Considerations in Selection of Business Enterprise- There are various factors to consider when looking at the selection of a business enterprise, and they will be explored below (Bouchoux, 2007).

Ease of formation of a company- One factor that goes into choosing what type of company to form is how easy it is to form the company. Some companies are sufficiently difficult and expensive to form that they are impracticable for small companies (Bouchoux, 2007).

Management-When determining the type of business enterprise, it is important for a person to determine how much control he wants over the company. The greater the personal control, generally the greater the personal liability (Bouchoux, 2007).

Liability and financial risk- Liability is another factor to consider when looking at the selection of a business enterprise.

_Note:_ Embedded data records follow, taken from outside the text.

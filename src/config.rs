//! Configuration for the runtime, commit retries, and the announcement refresher.
//!
//! Every section and field is optional in TOML:
//!
//! ```toml
//! [runtime]
//! persist_queue_bound = 128
//!
//! [retry]
//! max_attempts = 8
//!
//! [refresh]
//! interval_ms = 60000
//! ```

use std::{fs, path::Path, time::Duration};

use serde::Deserialize;
use thiserror::Error;

use crate::runtime::handle::RuntimeConfig;

/// Configuration errors.
#[derive(Debug, Error)]
pub enum ConfigError {
    /// The file could not be read.
    #[error("failed to read config file: {0}")]
    Read(#[from] std::io::Error),
    /// The file is not valid TOML for this schema.
    #[error("failed to parse config: {0}")]
    Parse(#[from] toml::de::Error),
    /// A value is out of range.
    #[error("invalid config: {0}")]
    Invalid(String),
}

/// Root configuration.
#[derive(Debug, Clone, Default, Deserialize)]
#[serde(default)]
pub struct ConferenceConfig {
    /// Persistence batching and snapshots.
    pub runtime: RuntimeConfig,
    /// Optimistic commit retries.
    pub retry: RetryPolicy,
    /// Periodic announcement refresh.
    pub refresh: RefreshConfig,
}

impl ConferenceConfig {
    /// Parses and validates TOML text.
    pub fn from_toml_str(text: &str) -> Result<Self, ConfigError> {
        let config: Self = toml::from_str(text)?;
        config.validate()?;
        Ok(config)
    }

    /// Reads, parses, and validates a TOML file.
    pub fn load(path: impl AsRef<Path>) -> Result<Self, ConfigError> {
        let text = fs::read_to_string(path)?;
        Self::from_toml_str(&text)
    }

    fn validate(&self) -> Result<(), ConfigError> {
        if self.retry.max_attempts == 0 {
            return Err(ConfigError::Invalid("retry.max_attempts must be at least 1".into()));
        }
        if self.runtime.persist_queue_bound == 0 {
            return Err(ConfigError::Invalid(
                "runtime.persist_queue_bound must be at least 1".into(),
            ));
        }
        if self.refresh.interval_ms == 0 {
            return Err(ConfigError::Invalid("refresh.interval_ms must be positive".into()));
        }
        Ok(())
    }
}

/// Bounded retry of optimistic commits that lost a race.
#[derive(Debug, Clone, PartialEq, Eq, Deserialize)]
#[serde(default)]
pub struct RetryPolicy {
    /// Total attempts, including the first.
    pub max_attempts: u32,
    /// Backoff before the second attempt; doubles each retry.
    pub base_backoff_ms: u64,
    /// Backoff ceiling.
    pub max_backoff_ms: u64,
}

impl Default for RetryPolicy {
    fn default() -> Self {
        Self {
            max_attempts: 5,
            base_backoff_ms: 2,
            max_backoff_ms: 50,
        }
    }
}

impl RetryPolicy {
    /// Pause after failed attempt number `attempt` (1-based).
    pub fn backoff(&self, attempt: u32) -> Duration {
        let factor = 1u64 << attempt.saturating_sub(1).min(16);
        Duration::from_millis(
            self.base_backoff_ms
                .saturating_mul(factor)
                .min(self.max_backoff_ms),
        )
    }
}

/// Schedule of the built-in announcement refresh loop.
#[derive(Debug, Clone, PartialEq, Eq, Deserialize)]
#[serde(default)]
pub struct RefreshConfig {
    /// Time between refreshes.
    pub interval_ms: u64,
}

impl Default for RefreshConfig {
    fn default() -> Self {
        Self { interval_ms: 60_000 }
    }
}

impl RefreshConfig {
    /// Interval as a [`Duration`].
    pub fn interval(&self) -> Duration {
        Duration::from_millis(self.interval_ms)
    }
}
/// A record plus the version its last write produced (first write is version 1).
#[derive(Debug, Clone, PartialEq, Eq, Serialize, Deserialize)]
pub struct Versioned<T> {
    /// Write count of the record; `0` is reserved for "absent".
    pub version: Version,
    /// Record body.
    pub record: T,
}

/// Complete, self-contained store image.
#[derive(Debug, Clone, PartialEq, Eq, Serialize, Deserialize)]
pub struct StoreSnapshotV1 {
    /// Next event id to allocate.
    pub next_event_id: EventId,
    /// Next journal sequence to assign.
    pub next_op_seq: OpSeq,
    /// Events in creation order.
    pub order: Vec<EventKey>,
    /// Event records, in `order`.
    pub events: Vec<Versioned<EventRecord>>,
    /// User records, sorted by id.
    pub users: Vec<Versioned<UserRecord>>,
    /// Posted alerts, in posting order.
    #[serde(default)]
    pub alerts: Vec<Alert>,
}

/// Authoritative in-memory users, events, and alerts.
///
/// Every mutation yields the [`StoredOp`] that reproduces it, and is also queued on
/// an internal pending list for callers that batch journal writes.
#[derive(Debug, Default)]
pub struct ConferenceStore {
    events: HashMap<EventKey, Versioned<EventRecord>>,
    users: HashMap<UserId, Versioned<UserRecord>>,
    alerts: Vec<Alert>,
    order: Vec<EventKey>,
    by_organizer: OrganizerIndex,
    pending_ops: Vec<StoredOp>,
    next_op_seq: OpSeq,
    next_event_id: EventId,
}

impl ConferenceStore {
    /// Empty store; the first op is sequence 1 and the first event id is 1.
    pub fn new() -> Self {
        Self {
            next_op_seq: 1,
            next_event_id: 1,
            ..Self::default()
        }
    }

    /// Rebuilds a store from a snapshot.
    pub fn from_snapshot(snapshot: StoreSnapshotV1) -> Result<Self, StoreError> {
        let mut store = Self {
            next_event_id: snapshot.next_event_id,
            next_op_seq: snapshot.next_op_seq,
            order: snapshot.order,
            alerts: snapshot.alerts,
            ..Self::default()
        };

        for versioned in snapshot.events {
            let key = versioned.record.key.clone();
            if store.events.contains_key(&key) {
                return Err(StoreError::AlreadyExists(RecordKey::Event(key)));
            }
            store.index_event(&versioned.record);
            store.events.insert(key, versioned);
        }

        for versioned in snapshot.users {
            store
                .users
                .insert(versioned.record.user_id.clone(), versioned);
        }

        Ok(store)
    }

    /// Deterministic image of the current state.
    pub fn export_snapshot(&self) -> StoreSnapshotV1 {
        let events = self
            .order
            .iter()
            .filter_map(|key| self.events.get(key).cloned())
            .collect();

        let mut users: Vec<Versioned<UserRecord>> = self.users.values().cloned().collect();
        users.sort_by(|a, b| a.record.user_id.cmp(&b.record.user_id));

        StoreSnapshotV1 {
            next_event_id: self.next_event_id,
            next_op_seq: self.next_op_seq,
            order: self.order.clone(),
            events,
            users,
            alerts: self.alerts.clone(),
        }
    }

    /// Allocates an id under `organizer` and publishes the event.
    pub fn insert_event(&mut self, organizer: &UserId, draft: EventDraft) -> (EventRecord, StoredOp) {
        let key = EventKey::new(organizer.clone(), self.next_event_id);
        self.next_event_id += 1;

        let event = draft.into_record(key);
        self.put_new_event(event.clone());
        let stored = self.record(Op::CreateEvent {
            event: event.clone(),
        });
        (event, stored)
    }

    /// Upsert-with-defaults: returns the existing profile, or creates one for `principal`.
    pub fn ensure_user(&mut self, principal: &Principal) -> (Versioned<UserRecord>, Option<StoredOp>) {
        if let Some(existing) = self.users.get(&principal.user_id) {
            return (existing.clone(), None);
        }

        let user = UserRecord::with_defaults(principal);
        let versioned = Versioned {
            version: 1,
            record: user.clone(),
        };
        self.users
            .insert(principal.user_id.clone(), versioned.clone());
        let stored = self.record(Op::CreateUser { user });
        (versioned, Some(stored))
    }

    /// Validates every read version and scope, then applies all writes or none.
    ///
    /// Returns `None` for a transaction with no writes.
    pub fn commit(&mut self, txn: Transaction) -> Result<Option<StoredOp>, StoreError> {
        self.validate(&txn)?;
        if txn.is_read_only() {
            return Ok(None);
        }

        let writes = txn
            .writes
            .into_iter()
            .map(|write| JournaledWrite {
                version: self.apply_write(&write),
                write,
            })
            .collect();
        Ok(Some(self.record(Op::Commit { writes })))
    }

    /// Appends an alert to the feed.
    pub fn post_alert(&mut self, alert: Alert) -> StoredOp {
        self.alerts.push(alert.clone());
        self.record(Op::PostAlert { alert })
    }

    /// Newest alert by posting time.
    pub fn latest_alert(&self) -> Option<&Alert> {
        alert::newest(&self.alerts)
    }

    /// Re-applies a journaled op.
    ///
    /// Ops must arrive gaplessly in sequence order, and every record must land on the
    /// version the journal recorded for it.
    pub fn apply_replayed_op(&mut self, stored: StoredOp) -> Result<(), StoreError> {
        if stored.seq != self.next_op_seq {
            return Err(StoreError::SequenceGap {
                expected: self.next_op_seq,
                found: stored.seq,
            });
        }

        match stored.op {
            Op::CreateEvent { event } => {
                if self.events.contains_key(&event.key) {
                    return Err(StoreError::AlreadyExists(RecordKey::Event(event.key)));
                }
                self.next_event_id = self.next_event_id.max(event.key.id.saturating_add(1));
                self.put_new_event(event);
            }
            Op::CreateUser { user } => {
                if self.users.contains_key(&user.user_id) {
                    return Err(StoreError::AlreadyExists(RecordKey::User(user.user_id)));
                }
                self.users.insert(
                    user.user_id.clone(),
                    Versioned {
                        version: 1,
                        record: user,
                    },
                );
            }
            Op::Commit { writes } => {
                for journaled in &writes {
                    if let Write::Event(event) = &journaled.write {
                        if !self.events.contains_key(&event.key) {
                            return Err(StoreError::MissingEvent(event.key.clone()));
                        }
                    }
                }
                for journaled in writes {
                    let replayed = self.apply_write(&journaled.write);
                    if replayed != journaled.version {
                        return Err(StoreError::VersionDiverged {
                            key: journaled.write.key(),
                            journaled: journaled.version,
                            replayed,
                        });
                    }
                }
            }
            Op::PostAlert { alert } => self.alerts.push(alert),
        }
        self.next_op_seq += 1;
        Ok(())
    }

    /// Event by key.
    pub fn get_event(&self, key: &EventKey) -> Option<&Versioned<EventRecord>> {
        self.events.get(key)
    }

    /// User by id.
    pub fn get_user(&self, id: &str) -> Option<&Versioned<UserRecord>> {
        self.users.get(id)
    }

    /// Current version of `key`, `0` when absent.
    pub fn version_of(&self, key: &RecordKey) -> Version {
        match key {
            RecordKey::User(id) => self.users.get(id).map_or(0, |v| v.version),
            RecordKey::Event(key) => self.events.get(key).map_or(0, |v| v.version),
        }
    }

    /// Events created by `organizer`, oldest first.
    pub fn events_by_organizer(&self, organizer: &str) -> Vec<&EventRecord> {
        self.by_organizer
            .get(organizer)
            .into_iter()
            .flat_map(|keys| keys.iter())
            .filter_map(|key| self.events.get(key))
            .map(|v| &v.record)
            .collect()
    }

    /// Runs a compiled query over every event.
    pub fn query(&self, spec: &QuerySpec) -> Vec<EventRecord> {
        spec.execute(
            self.order
                .iter()
                .filter_map(|key| self.events.get(key))
                .map(|v| &v.record),
        )
    }

    /// Number of events.
    pub fn event_count(&self) -> usize {
        self.events.len()
    }

    /// Number of user profiles.
    pub fn user_count(&self) -> usize {
        self.users.len()
    }

    /// Takes the ops recorded since the last drain.
    pub fn drain_pending_ops(&mut self) -> Vec<StoredOp> {
        std::mem::take(&mut self.pending_ops)
    }

    /// Sequence of the most recent op, `0` before any.
    pub fn latest_op_seq(&self) -> OpSeq {
        self.next_op_seq.saturating_sub(1)
    }

    fn validate(&self, txn: &Transaction) -> Result<(), StoreError> {
        for (key, expected) in &txn.reads {
            if !txn.scope.contains(key) {
                return Err(StoreError::OutOfScope(key.clone()));
            }
            let actual = self.version_of(key);
            if actual != *expected {
                return Err(StoreError::VersionConflict {
                    key: key.clone(),
                    expected: *expected,
                    actual,
                });
            }
        }

        for write in &txn.writes {
            let key = write.key();
            if !txn.scope.contains(&key) {
                return Err(StoreError::OutOfScope(key));
            }
            if let RecordKey::Event(event_key) = &key {
                if !self.events.contains_key(event_key) {
                    return Err(StoreError::MissingEvent(event_key.clone()));
                }
            }
        }
        Ok(())
    }

    /// Applies one write and returns the record's new version.
    fn apply_write(&mut self, write: &Write) -> Version {
        let slot = match write {
            Write::User(user) => {
                let slot = self
                    .users
                    .entry(user.user_id.clone())
                    .or_insert_with(|| Versioned {
                        version: 0,
                        record: user.clone(),
                    });
                slot.record = user.clone();
                &mut slot.version
            }
            Write::Event(event) => match self.events.get_mut(&event.key) {
                Some(slot) => {
                    slot.record = event.clone();
                    &mut slot.version
                }
                None => return 0,
            },
        };
        *slot += 1;
        *slot
    }

    fn record(&mut self, op: Op) -> StoredOp {
        let stored = StoredOp {
            seq: self.next_op_seq,
            ts_ms: now_ms(),
            op,
        };
        self.next_op_seq += 1;
        self.pending_ops.push(stored.clone());
        stored
    }

    fn put_new_event(&mut self, event: EventRecord) {
        let key = event.key.clone();
        self.index_event(&event);
        self.order.push(key.clone());
        self.events.insert(
            key,
            Versioned {
                version: 1,
                record: event,
            },
        );
    }

    fn index_event(&mut self, event: &EventRecord) {
        self.by_organizer
            .entry(event.key.organizer.clone())
            .or_default()
            .push(event.key.clone());
    }
}

fn now_ms() -> u64 {
    SystemTime::now()
        .duration_since(UNIX_EPOCH)
        .map(|d| d.as_millis() as u64)
        .unwrap_or(0)
}

#[cfg(test)]
mod tests {
    use super::*;
    use crate::{core::txn::TxnScope, types::Principal};

    #[test]
    fn commits_journal_the_versions_they_produce() {
        let mut store = ConferenceStore::new();
        let (event, _) = store.insert_event(&"org".to_string(), EventDraft::new("Conf", 3));
        let key = RecordKey::Event(event.key.clone());

        let mut updated = event.clone();
        updated.seats_available = 2;
        let txn = Transaction::new(TxnScope::new([key.clone()]))
            .read(key.clone(), 1)
            .write(Write::Event(updated));
        let stored = store.commit(txn).unwrap().unwrap();

        assert_eq!(stored.seq, 2);
        assert_eq!(stored.op.record_versions(), vec![(key.clone(), 2)]);
        assert_eq!(store.version_of(&key), 2);
    }

    #[test]
    fn replay_rejects_gaps_and_diverging_versions() {
        let mut source = ConferenceStore::new();
        let (event, create) = source.insert_event(&"org".to_string(), EventDraft::new("Conf", 3));
        source.ensure_user(&Principal::new("u", "u@example.com"));

        let mut replica = ConferenceStore::new();
        let skipped = StoredOp { seq: 2, ..create.clone() };
        assert_eq!(
            replica.apply_replayed_op(skipped),
            Err(StoreError::SequenceGap { expected: 1, found: 2 })
        );

        replica.apply_replayed_op(create).unwrap();
        let forged = StoredOp {
            seq: 2,
            ts_ms: 0,
            op: Op::Commit {
                writes: vec![JournaledWrite {
                    version: 7,
                    write: Write::Event(event.clone()),
                }],
            },
        };
        assert_eq!(
            replica.apply_replayed_op(forged),
            Err(StoreError::VersionDiverged {
                key: RecordKey::Event(event.key),
                journaled: 7,
                replayed: 2,
            })
        );
    }

    #[test]
    fn latest_alert_survives_snapshots() {
        let mut store = ConferenceStore::new();
        assert_eq!(store.latest_alert(), None);
        store.post_alert(Alert::now("admin@example.com", "Doors open at nine"));

        let restored = ConferenceStore::from_snapshot(store.export_snapshot()).unwrap();
        assert_eq!(
            restored.latest_alert().map(|a| a.content.as_str()),
            Some("Doors open at nine")
        );
    }
}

Financial exposure is critical when forming a business enterprise, because clients must be informed of the potential liability consequences of each type of business (Bouchoux, 2007).

Continuity of existence- Some types of business enterprises such as corporations can continue in perpetuity, while others will be limited to the lifetime of the founder, therefore looking at the desired duration is important when developing a business entity (Bouchoux, 2007).

Transferability- When forming a business with other people, it is important for clients to look towards the future and examine how easy it would be to get out of the partnership. General partnerships are more difficult to transfer than ownership in a corporation (Bouchoux, 2007).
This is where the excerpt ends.